The Fair Trade movement works to ensure that people are adequately compensated for the work that they do. It’s a growing, international movement dedicated to securing a fair deal for producers in economically impoverished countries. A ‘fair deal’ includes paying workers a fair price for the goods they produce—a price that covers the cost of production and guarantees a living income. It also involves programs that can provide lasting stability such as long-term contracts for profits that the producers can bank on, and business training that can help increase sales and speed organization-growth. (Oxfam: Make Trade Fair). Fair Trade is concerned with economic opportunity as well as economic justice, and seeks out producers that have been historically over-looked by bottom-line developers.

A Little History on a Big Idea

The Fair Trade movement originated in Europe over forty years ago. The Fair Trade mission is to create sustainable incomes for poor and disadvantaged producers by:

  • providing a living wage
  • maintaining stable, long-term trade agreements
  • improving working conditions through education, campaigning and creating access to outside markets.


Today, the majority of low-income producers are workers in Latin America, Africa, Asia, and the Caribbean. Unfortunately, free trade agreements such as NAFTA, APEC, and WTO have ignored opportunities to protect workers and the environment while creating industrial opportunities in these developing regions. In India, for example, millions of people have been employed as piece-work garment workers for far-below minimum wage. This practice is tolerated, since the market for workers’ traditional crafts has been all but eliminated, and their options for creating income grow increasingly limited.

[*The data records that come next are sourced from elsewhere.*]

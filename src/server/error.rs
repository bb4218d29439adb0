//! JSON error envelope: `{"error": {"code", "message", "details"}}`.

use axum::extract::rejection::{PathRejection, QueryRejection};
use axum::http::StatusCode;
use axum::response::{IntoResponse, Response};
use axum::Json;
use serde::Serialize;
use serde_json::{json, Value};

use crate::services::ServiceError;

#[derive(Debug, Serialize)]
struct ErrorBody {
    code: &'static str,
    message: String,
    details: Value,
}

#[derive(Debug, Serialize)]
struct ErrorEnvelope {
    error: ErrorBody,
}

/// Error returned by every API handler.
#[derive(Debug)]
pub struct ApiError {
    status: StatusCode,
    code: &'static str,
    message: String,
    details: Value,
}

impl ApiError {
    pub fn bad_request(message: impl Into<String>) -> Self {
        Self {
            status: StatusCode::BAD_REQUEST,
            code: "BAD_REQUEST",
            message: message.into(),
            details: json!({}),
        }
    }

    pub fn not_found(message: impl Into<String>) -> Self {
        Self {
            status: StatusCode::NOT_FOUND,
            code: "NOT_FOUND",
            message: message.into(),
            details: json!({}),
        }
    }

    pub fn status(&self) -> StatusCode {
        self.status
    }

    pub fn code(&self) -> &'static str {
        self.code
    }
}

impl From<ServiceError> for ApiError {
    fn from(err: ServiceError) -> Self {
        let message = err.to_string();
        match err {
            ServiceError::NotFound { details, .. } => Self {
                status: StatusCode::NOT_FOUND,
                code: "NOT_FOUND",
                message,
                details: details.unwrap_or_else(|| json!({})),
            },
            ServiceError::BadRequest(_) => Self::bad_request(message),
            ServiceError::Database(e) => {
                tracing::error!("Database error: {}", e);
                Self {
                    status: StatusCode::INTERNAL_SERVER_ERROR,
                    code: "DATABASE_ERROR",
                    message,
                    details: json!({}),
                }
            }
            ServiceError::Internal(e) => {
                tracing::error!("Internal error: {}", e);
                Self {
                    status: StatusCode::INTERNAL_SERVER_ERROR,
                    code: "INTERNAL_ERROR",
                    message,
                    details: json!({}),
                }
            }
        }
    }
}

impl From<QueryRejection> for ApiError {
    fn from(rejection: QueryRejection) -> Self {
        Self::bad_request(rejection.body_text())
    }
}

impl From<PathRejection> for ApiError {
    fn from(rejection: PathRejection) -> Self {
        Self::bad_request(rejection.body_text())
    }
}

impl IntoResponse for ApiError {
    fn into_response(self) -> Response {
        let body = ErrorEnvelope {
            error: ErrorBody {
                code: self.code,
                message: self.message,
                details: self.details,
            },
        };
        (self.status, Json(body)).into_response()
    }
}

pub type ApiResult<T> = Result<Json<T>, ApiError>;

The Fair Trade movement believes that workers should be paid a living wage. It has enjoyed great success in Europe, where fair trade goods are available in over 2,700 world stores and 43,000 supermarkets. Additionally, there are four multi-national Fair Trade organizations that work together to advocate for the Fair Trade movement: IFAT, EFTA, NEWS! and FLO International. In 2001, the European Fair Trade Association surveyed eighteen countries and found that they work with over one hundred importing organizations. The four largest of these organizations have an annual turnover of over ten million a year (12.3 million dollars), and the total net retail value is estimated to be over ninety two million a year (European Fair Trade Association).